How a flat charge-off rate understates the CECL reserve on an MCA portfolio

A flat charge-off rate left an MCA portfolio's reserve $94,500 short. Here is what the incurred-loss method misses and what CECL requires instead.

Printed loan portfolio reports and a calculator on a desk in a financial services office
JZ
Jessica Zhao
CEO, Clear Books Advisory

An MCA funder we work with had calculated the loan-loss reserve the same way for three years: take the total outstanding balance, apply a 3 percent charge-off rate based on recent portfolio history, and book that figure. The number took minutes to produce. At the year-end audit, the auditor flagged the reserve as understated by $94,500 on a $2.1 million portfolio. The portfolio had not performed worse than expected. The calculation method was the problem.

What the CECL standard requires

The incurred-loss method that funder was using reflected losses that had already occurred or appeared imminent based on current facts. It was standard practice for years. The Current Expected Credit Losses standard, called CECL (the loan-loss reserve calculation method now required under U.S. generally accepted accounting rules), replaced it with a forward-looking requirement. Under CECL, the reserve must reflect expected losses over the full remaining life of each advance, account for observable economic conditions going forward, and analyze performance by the period in which each group of deals was funded rather than treating the whole portfolio as one pool.

For MCA advances, which typically run three to twelve months, that distinction changes the reserve more than most funders expect.

What the flat rate misses

Segmentation by funding period. MCA advances originated in different quarters perform differently. Deals funded during tight underwriting carry lower default risk than those funded when criteria were looser or market conditions were stressed. A flat 3 percent treats a deal funded last month the same as one that is 90 days past its expected remittance schedule and originated 18 months ago. CECL requires grouping advances by the period in which each batch was funded, referred to as a “vintage” or origination cohort, and measuring expected loss separately for each group.

Lifetime expected loss, not current-period incurred loss. The incurred-loss reserve answered: “What has already gone wrong?” CECL answers: “What is likely to go wrong over the remaining life of this advance?” A deal with 60 days left and a clean payment history carries a lower expected loss than one with 90 days left and 30 days of missed remittances. A flat portfolio rate does not make that distinction automatically.

Forward-looking economic conditions. Historical charge-off rates reflect what happened under past conditions. If current conditions are weaker than the comparison period, the historical rate understates future losses. CECL requires a documented adjustment for observable economic factors: small business health, sector-specific stress, and whether credit conditions are tightening or easing. A rate calibrated against 2022 performance may not be appropriate in 2026.

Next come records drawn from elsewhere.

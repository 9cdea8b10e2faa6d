//! Generate-skaffolds command - compose an environment into Skaffold and Fleet fragments

use stackwright_core::{GenerateReport, generate_skaffolds};

use super::{Context, step};
use crate::display;
use crate::error::Result;

pub fn run(ctx: &Context) -> Result<GenerateReport> {
    step(&format!(
        "Generating skaffolds for {} into {}",
        ctx.environment,
        ctx.settings.generated_skaffold_dir.display()
    ));
    let report = generate_skaffolds(ctx.environment, &ctx.doc, &ctx.settings)?;
    display::print_generate_report(&report);
    Ok(report)
}
//! The per-environment configuration document
//!
//! ```yaml
//! env:
//!   CHARTS_PATH: ../charts
//!   CLOUDFLARE_EMAIL: ops@example.com
//! components:
//!   whatsapp_waha:
//!     username: admin
//!     password: s3cret
//! ```

use std::collections::BTreeMap;
use std::path::{Path, PathBuf};

use indexmap::IndexMap;
use serde::Deserialize;
use serde::de::DeserializeOwned;
use serde_yaml::Value as YamlValue;

use crate::error::{GenerateError, Result};
use crate::values::Values;

#[derive(Debug, Default, Deserialize)]
struct RawDocument {
    #[serde(default)]
    env: IndexMap<String, YamlValue>,
    #[serde(default)]
    components: IndexMap<String, YamlValue>,
}

/// A loaded configuration document, bound to the environment it configures
#[derive(Debug, Clone)]
pub struct ConfigDocument {
    environment: String,
    path: Option<PathBuf>,
    env: IndexMap<String, YamlValue>,
    components: IndexMap<String, YamlValue>,
}

impl ConfigDocument {
    /// Load a document from disk
    pub fn load(path: &Path, environment: &str) -> Result<Self> {
        if !path.exists() {
            return Err(GenerateError::ConfigNotFound {
                path: path.to_path_buf(),
            });
        }

        let content = std::fs::read_to_string(path)?;
        let mut doc = Self::from_yaml(&content, environment)?;
        doc.path = Some(path.to_path_buf());
        Ok(doc)
    }

    /// Parse a document from a YAML string
    pub fn from_yaml(yaml: &str, environment: &str) -> Result<Self> {
        // An empty file is an empty document
        let raw: RawDocument = if yaml.trim().is_empty() {
            RawDocument::default()
        } else {
            serde_yaml::from_str(yaml)?
        };

        Ok(Self {
            environment: environment.to_string(),
            path: None,
            env: raw.env,
            components: raw.components,
        })
    }

    pub fn environment(&self) -> &str {
        &self.environment
    }

    /// Path the document was loaded from
    pub fn path(&self) -> Option<&Path> {
        self.path.as_deref()
    }

    /// Directory relative paths in `env` are resolved against
    pub fn base_dir(&self) -> PathBuf {
        self.path
            .as_deref()
            .and_then(Path::parent)
            .map(Path::to_path_buf)
            .unwrap_or_else(|| PathBuf::from("."))
    }

    /// An `env` entry as a string; empty strings count as absent
    pub fn env_str(&self, key: &str) -> Result<Option<String>> {
        match self.env.get(key) {
            None | Some(YamlValue::Null) => Ok(None),
            Some(value) => {
                let s = scalar_to_string(value).ok_or_else(|| GenerateError::InvalidValue {
                    environment: self.environment.clone(),
                    section: "env".to_string(),
                    key: key.to_string(),
                    message: "expected a scalar".to_string(),
                })?;
                Ok((!s.is_empty()).then_some(s))
            }
        }
    }

    /// An `env` entry that must be present and non-empty
    pub fn require_env(&self, key: &str) -> Result<String> {
        self.env_str(key)?
            .ok_or_else(|| GenerateError::MissingEnvKey {
                environment: self.environment.clone(),
                key: key.to_string(),
            })
    }

    /// An `env` entry interpreted as a boolean (`true`, `"true"`, `"1"`, `"yes"`)
    pub fn env_flag(&self, key: &str) -> Result<bool> {
        Ok(self
            .env_str(key)?
            .map(|s| matches!(s.to_ascii_lowercase().as_str(), "true" | "1" | "yes"))
            .unwrap_or(false))
    }

    /// An `env` entry as a path, resolved against [`Self::base_dir`]
    pub fn env_path(&self, key: &str) -> Result<Option<PathBuf>> {
        Ok(self.env_str(key)?.map(|s| {
            let path = PathBuf::from(s);
            if path.is_absolute() {
                path
            } else {
                self.base_dir().join(path)
            }
        }))
    }

    pub fn has_component(&self, name: &str) -> bool {
        self.components.contains_key(name)
    }

    /// Accessor for `components.<name>`; an absent section reads as empty
    pub fn component(&self, name: &str) -> ComponentConfig<'_> {
        ComponentConfig {
            environment: &self.environment,
            name: name.to_string(),
            value: self.components.get(name),
        }
    }
}

/// Typed view over one `components.<name>` mapping
#[derive(Debug, Clone)]
pub struct ComponentConfig<'a> {
    environment: &'a str,
    name: String,
    value: Option<&'a YamlValue>,
}

impl<'a> ComponentConfig<'a> {
    pub fn name(&self) -> &str {
        &self.name
    }

    fn get(&self, key: &str) -> Option<&'a YamlValue> {
        self.value
            .and_then(|v| v.get(key))
            .filter(|v| !v.is_null())
    }

    fn missing(&self, key: &str) -> GenerateError {
        GenerateError::MissingKey {
            environment: self.environment.to_string(),
            component: self.name.clone(),
            key: key.to_string(),
        }
    }

    fn invalid(&self, key: &str, message: impl Into<String>) -> GenerateError {
        GenerateError::InvalidValue {
            environment: self.environment.to_string(),
            section: format!("components.{}", self.name),
            key: key.to_string(),
            message: message.into(),
        }
    }

    /// A string that must be present and non-empty
    pub fn require_str(&self, key: &str) -> Result<String> {
        self.optional_str(key)?.ok_or_else(|| self.missing(key))
    }

    pub fn optional_str(&self, key: &str) -> Result<Option<String>> {
        match self.get(key) {
            None => Ok(None),
            Some(value) => {
                let s = scalar_to_string(value)
                    .ok_or_else(|| self.invalid(key, "expected a scalar"))?;
                Ok((!s.is_empty()).then_some(s))
            }
        }
    }

    pub fn str_or(&self, key: &str, default: &str) -> Result<String> {
        Ok(self
            .optional_str(key)?
            .unwrap_or_else(|| default.to_string()))
    }

    pub fn bool_or(&self, key: &str, default: bool) -> Result<bool> {
        match self.get(key) {
            None => Ok(default),
            Some(YamlValue::Bool(b)) => Ok(*b),
            Some(YamlValue::String(s)) => match s.to_ascii_lowercase().as_str() {
                "true" | "yes" | "1" => Ok(true),
                "false" | "no" | "0" => Ok(false),
                _ => Err(self.invalid(key, format!("expected a boolean, got '{}'", s))),
            },
            Some(_) => Err(self.invalid(key, "expected a boolean")),
        }
    }

    pub fn u32_or(&self, key: &str, default: u32) -> Result<u32> {
        match self.get(key) {
            None => Ok(default),
            Some(YamlValue::Number(n)) => n
                .as_u64()
                .and_then(|n| u32::try_from(n).ok())
                .ok_or_else(|| self.invalid(key, format!("expected a positive integer, got {}", n))),
            Some(YamlValue::String(s)) => s
                .parse()
                .map_err(|_| self.invalid(key, format!("expected a positive integer, got '{}'", s))),
            Some(_) => Err(self.invalid(key, "expected a positive integer")),
        }
    }

    /// A list of scalars; absent reads as empty
    pub fn string_list(&self, key: &str) -> Result<Vec<String>> {
        match self.get(key) {
            None => Ok(Vec::new()),
            Some(YamlValue::Sequence(items)) => items
                .iter()
                .map(|item| {
                    scalar_to_string(item).ok_or_else(|| self.invalid(key, "expected a list of scalars"))
                })
                .collect(),
            Some(_) => Err(self.invalid(key, "expected a list")),
        }
    }

    /// A flat string mapping; absent reads as empty
    pub fn string_map(&self, key: &str) -> Result<BTreeMap<String, String>> {
        match self.get(key) {
            None => Ok(BTreeMap::new()),
            Some(YamlValue::Mapping(map)) => map
                .iter()
                .map(|(k, v)| {
                    let k = scalar_to_string(k).ok_or_else(|| self.invalid(key, "expected scalar keys"))?;
                    let v = scalar_to_string(v).ok_or_else(|| self.invalid(key, "expected scalar values"))?;
                    Ok((k, v))
                })
                .collect(),
            Some(_) => Err(self.invalid(key, "expected a mapping")),
        }
    }

    /// Extra Helm values under `values`, deep-merged over factory defaults
    pub fn values_overrides(&self) -> Result<Values> {
        match self.get("values") {
            None => Ok(Values::new()),
            Some(value @ YamlValue::Mapping(_)) => {
                let json = serde_json::to_value(value)?;
                Ok(Values::from(json))
            }
            Some(_) => Err(self.invalid("values", "expected a mapping")),
        }
    }

    /// Deserialize a structured entry, e.g. a list of address pools
    pub fn deserialize<T: DeserializeOwned>(&self, key: &str) -> Result<Option<T>> {
        match self.get(key) {
            None => Ok(None),
            Some(value) => serde_yaml::from_value(value.clone())
                .map(Some)
                .map_err(|e| self.invalid(key, e.to_string())),
        }
    }
}

fn scalar_to_string(value: &YamlValue) -> Option<String> {
    match value {
        YamlValue::String(s) => Some(s.clone()),
        YamlValue::Number(n) => Some(n.to_string()),
        YamlValue::Bool(b) => Some(b.to_string()),
        _ => None,
    }
}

Portfolio-level qualitative factors. When underwriting standards change, a new market is entered, or the mix of deal sizes shifts, historical rates may not apply to the current book. CECL requires identifying and quantifying those differences. A funder who tightened approval criteria six months ago should reflect a lower expected-loss rate than historical performance alone would suggest.

How the reserve calculation differed

Here is what the reserve looked like under each method for the same $2.1 million portfolio.

Factor Flat rate method CECL method
Outstanding portfolio $2,100,000 $2,100,000
Portfolio segmentation Single pool Four funding-period cohorts
Base expected loss rate 3.0% (flat historical) 4.8% (weighted by cohort)
Forward economic overlay None +1.2%
Qualitative adjustments None +1.5% (underwriting change)
Total rate applied 3.0% 7.5%
Reserve required $63,000 $157,500

The difference was not driven by the portfolio performing badly. It came from measuring what had already happened versus estimating what was likely to happen before the advances matured.

Why the reserve gap matters

The Profit and Loss report (P&L) is overstated. If the reserve should be $157,500 and is recorded as $63,000, the books report $94,500 of income that does not exist. Investors, lenders, and warehouse lines reviewing those financials are evaluating a portfolio that looks better on paper than it actually is.

Audit and lender scrutiny. Auditors and credit facilities that review MCA portfolios are familiar with the CECL standard. A reserve calculated with the flat-rate method draws a comment at audit. Repeated findings signal to capital providers that financial controls have not kept up with the standard they are relying on.

What a current CECL reserve process looks like

For MCA clients we work with, every reserve calculation starts with a portfolio schedule broken out by the period in which each deal was funded. Each group is evaluated on its own payment history and actual charge-off rate. The base expected-loss rate for each group is then adjusted for remaining term, current remittance status, and the forward-looking economic factors relevant to the borrower base. The qualitative overlay is written out: not a percentage chosen by feel, but a summary of each factor considered and the adjustment it produced.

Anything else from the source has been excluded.